━━ DATA SHOWN ━━
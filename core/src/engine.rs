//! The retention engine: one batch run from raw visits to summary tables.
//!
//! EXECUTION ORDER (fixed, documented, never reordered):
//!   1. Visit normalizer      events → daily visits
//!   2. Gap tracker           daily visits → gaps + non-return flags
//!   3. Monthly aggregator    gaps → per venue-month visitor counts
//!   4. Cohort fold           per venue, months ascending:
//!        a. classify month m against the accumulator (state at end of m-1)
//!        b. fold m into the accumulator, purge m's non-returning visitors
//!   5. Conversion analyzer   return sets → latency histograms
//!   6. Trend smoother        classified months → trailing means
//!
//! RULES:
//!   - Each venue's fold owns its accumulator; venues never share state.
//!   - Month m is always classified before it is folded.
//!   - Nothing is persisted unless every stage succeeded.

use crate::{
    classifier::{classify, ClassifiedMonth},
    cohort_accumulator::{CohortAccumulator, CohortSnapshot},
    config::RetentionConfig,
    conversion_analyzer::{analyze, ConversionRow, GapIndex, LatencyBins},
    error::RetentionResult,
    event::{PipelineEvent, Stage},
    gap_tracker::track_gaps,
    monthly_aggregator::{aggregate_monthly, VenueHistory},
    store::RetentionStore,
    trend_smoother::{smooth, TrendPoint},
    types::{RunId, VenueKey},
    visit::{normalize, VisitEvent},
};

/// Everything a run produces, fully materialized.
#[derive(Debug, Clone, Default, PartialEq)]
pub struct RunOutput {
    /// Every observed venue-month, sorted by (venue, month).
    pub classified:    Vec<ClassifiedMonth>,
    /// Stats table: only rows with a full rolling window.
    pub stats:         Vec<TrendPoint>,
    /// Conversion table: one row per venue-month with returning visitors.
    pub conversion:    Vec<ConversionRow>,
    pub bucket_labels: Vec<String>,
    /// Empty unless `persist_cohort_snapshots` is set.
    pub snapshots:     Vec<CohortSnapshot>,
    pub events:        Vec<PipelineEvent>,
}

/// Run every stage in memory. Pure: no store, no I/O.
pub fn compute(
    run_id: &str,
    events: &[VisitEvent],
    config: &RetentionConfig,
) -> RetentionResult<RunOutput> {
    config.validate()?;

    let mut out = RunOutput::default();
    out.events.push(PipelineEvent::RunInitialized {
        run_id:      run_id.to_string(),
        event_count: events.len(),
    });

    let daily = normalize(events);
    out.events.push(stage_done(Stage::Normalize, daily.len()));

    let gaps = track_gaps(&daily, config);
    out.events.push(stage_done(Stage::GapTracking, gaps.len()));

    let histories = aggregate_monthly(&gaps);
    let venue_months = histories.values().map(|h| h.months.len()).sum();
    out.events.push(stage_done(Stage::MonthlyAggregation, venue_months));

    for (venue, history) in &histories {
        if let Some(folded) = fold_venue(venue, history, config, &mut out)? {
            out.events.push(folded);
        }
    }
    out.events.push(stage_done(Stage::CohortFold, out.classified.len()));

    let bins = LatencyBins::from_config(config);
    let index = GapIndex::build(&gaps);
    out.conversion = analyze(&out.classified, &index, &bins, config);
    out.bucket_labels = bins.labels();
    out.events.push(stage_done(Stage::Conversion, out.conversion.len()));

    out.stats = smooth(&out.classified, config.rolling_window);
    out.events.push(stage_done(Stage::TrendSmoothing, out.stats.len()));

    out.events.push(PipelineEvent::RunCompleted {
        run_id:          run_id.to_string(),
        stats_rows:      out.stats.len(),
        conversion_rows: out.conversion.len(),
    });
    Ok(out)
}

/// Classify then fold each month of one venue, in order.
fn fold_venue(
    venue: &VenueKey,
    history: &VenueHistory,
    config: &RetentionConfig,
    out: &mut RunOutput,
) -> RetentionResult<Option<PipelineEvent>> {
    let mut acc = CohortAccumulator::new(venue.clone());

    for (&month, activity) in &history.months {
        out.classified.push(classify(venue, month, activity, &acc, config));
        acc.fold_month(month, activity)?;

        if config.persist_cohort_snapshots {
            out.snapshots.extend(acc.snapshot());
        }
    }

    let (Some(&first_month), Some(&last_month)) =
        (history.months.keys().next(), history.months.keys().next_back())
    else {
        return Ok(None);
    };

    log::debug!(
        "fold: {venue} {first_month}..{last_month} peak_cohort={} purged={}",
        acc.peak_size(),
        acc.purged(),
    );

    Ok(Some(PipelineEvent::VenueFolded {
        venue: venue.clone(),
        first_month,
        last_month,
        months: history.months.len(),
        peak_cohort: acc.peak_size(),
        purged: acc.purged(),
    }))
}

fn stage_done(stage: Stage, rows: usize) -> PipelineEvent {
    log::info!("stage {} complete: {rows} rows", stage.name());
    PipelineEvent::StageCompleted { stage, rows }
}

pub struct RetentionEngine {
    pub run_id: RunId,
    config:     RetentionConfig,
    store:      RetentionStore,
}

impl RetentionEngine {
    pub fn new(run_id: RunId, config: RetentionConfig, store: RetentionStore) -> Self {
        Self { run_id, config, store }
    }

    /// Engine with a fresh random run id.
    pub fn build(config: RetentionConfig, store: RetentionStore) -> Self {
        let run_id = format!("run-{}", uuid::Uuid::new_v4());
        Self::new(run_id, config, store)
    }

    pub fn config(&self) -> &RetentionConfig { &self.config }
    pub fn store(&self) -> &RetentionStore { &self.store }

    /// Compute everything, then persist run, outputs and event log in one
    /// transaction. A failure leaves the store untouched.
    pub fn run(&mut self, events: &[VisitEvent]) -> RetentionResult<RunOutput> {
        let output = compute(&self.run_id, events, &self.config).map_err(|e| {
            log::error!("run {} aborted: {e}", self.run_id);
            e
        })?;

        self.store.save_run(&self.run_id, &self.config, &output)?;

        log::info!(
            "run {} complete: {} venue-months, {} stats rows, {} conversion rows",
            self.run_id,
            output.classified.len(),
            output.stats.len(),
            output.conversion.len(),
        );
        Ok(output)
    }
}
━━━
━━ DATA SHOWN ━━
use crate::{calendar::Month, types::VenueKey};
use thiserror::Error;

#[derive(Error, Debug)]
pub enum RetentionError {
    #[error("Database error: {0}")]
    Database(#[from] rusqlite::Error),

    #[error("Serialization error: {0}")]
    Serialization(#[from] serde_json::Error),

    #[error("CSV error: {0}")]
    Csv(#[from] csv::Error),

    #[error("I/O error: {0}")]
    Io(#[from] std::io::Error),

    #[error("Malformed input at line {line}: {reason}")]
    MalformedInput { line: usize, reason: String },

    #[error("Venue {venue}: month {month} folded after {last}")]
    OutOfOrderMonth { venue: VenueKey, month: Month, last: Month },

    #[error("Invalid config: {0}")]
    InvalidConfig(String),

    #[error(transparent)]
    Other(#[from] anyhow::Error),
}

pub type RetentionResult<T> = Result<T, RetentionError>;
━━━
Go through the records above and count every line that includes "types". Give the number and nothing else.

2